▸ Try it
Select the lines below containing the word "Clone".

(Saved data entries)
- - -

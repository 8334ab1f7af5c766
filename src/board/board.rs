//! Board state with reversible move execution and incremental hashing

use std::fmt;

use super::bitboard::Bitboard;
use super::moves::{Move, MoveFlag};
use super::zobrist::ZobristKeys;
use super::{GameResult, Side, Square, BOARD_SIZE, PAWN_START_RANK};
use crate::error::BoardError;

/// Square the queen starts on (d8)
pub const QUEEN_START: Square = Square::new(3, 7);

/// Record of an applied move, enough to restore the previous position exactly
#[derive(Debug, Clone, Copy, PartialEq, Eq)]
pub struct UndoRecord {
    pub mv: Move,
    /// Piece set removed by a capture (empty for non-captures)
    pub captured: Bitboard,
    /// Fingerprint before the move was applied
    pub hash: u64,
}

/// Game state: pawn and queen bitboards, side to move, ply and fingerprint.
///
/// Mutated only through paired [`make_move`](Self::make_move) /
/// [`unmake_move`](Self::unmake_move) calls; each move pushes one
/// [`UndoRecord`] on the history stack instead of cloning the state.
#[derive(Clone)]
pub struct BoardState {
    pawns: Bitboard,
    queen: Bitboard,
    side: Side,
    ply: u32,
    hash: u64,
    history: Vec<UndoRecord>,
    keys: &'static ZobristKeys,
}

- - -

▸ Exercise solution
#[derive(Debug, Clone, Copy, PartialEq, Eq)]
#[derive(Clone)]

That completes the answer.